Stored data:
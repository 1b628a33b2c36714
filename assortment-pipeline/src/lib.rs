//! Batch passes over the store snapshot and the assortment outputs.
//!
//! Geometry repair runs as an ordered list of [`pass::StorePass`] trait
//! objects; assortment generation, reporting and file I/O sit alongside it.
//! Everything here is synchronous and single-threaded.

pub mod components;
pub mod dataset_index;
pub mod generation;
pub mod loader;
pub mod pass;
pub mod pipelines;
pub mod report;
pub mod schema;

pub use dataset_index::DatasetIndex;
pub use generation::{generate_assortments, GenerationRun};
pub use pipelines::geo_repair::{GeoRepairPipeline, RepairResult};
pub use schema::{StoreSnapshot, CURRENT_SCHEMA_VERSION};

▶ Instructions for the task
Word for word, extract all the records.

▶ Expected output
repository 1b628a33b2c36714
filename assortment-pipeline/src/lib.rs
//! Batch passes over the store snapshot and the assortment outputs.
//!
//! Geometry repair runs as an ordered list of [`pass::StorePass`] trait
//! objects; assortment generation, reporting and file I/O sit alongside it.
//! Everything here is synchronous and single-threaded.

pub mod components;
pub mod dataset_index;
pub mod generation;
pub mod loader;
pub mod pass;
pub mod pipelines;
pub mod report;
pub mod schema;

pub use dataset_index::DatasetIndex;
pub use generation::{generate_assortments, GenerationRun};
pub use pipelines::geo_repair::{GeoRepairPipeline, RepairResult};
pub use schema::{StoreSnapshot, CURRENT_SCHEMA_VERSION};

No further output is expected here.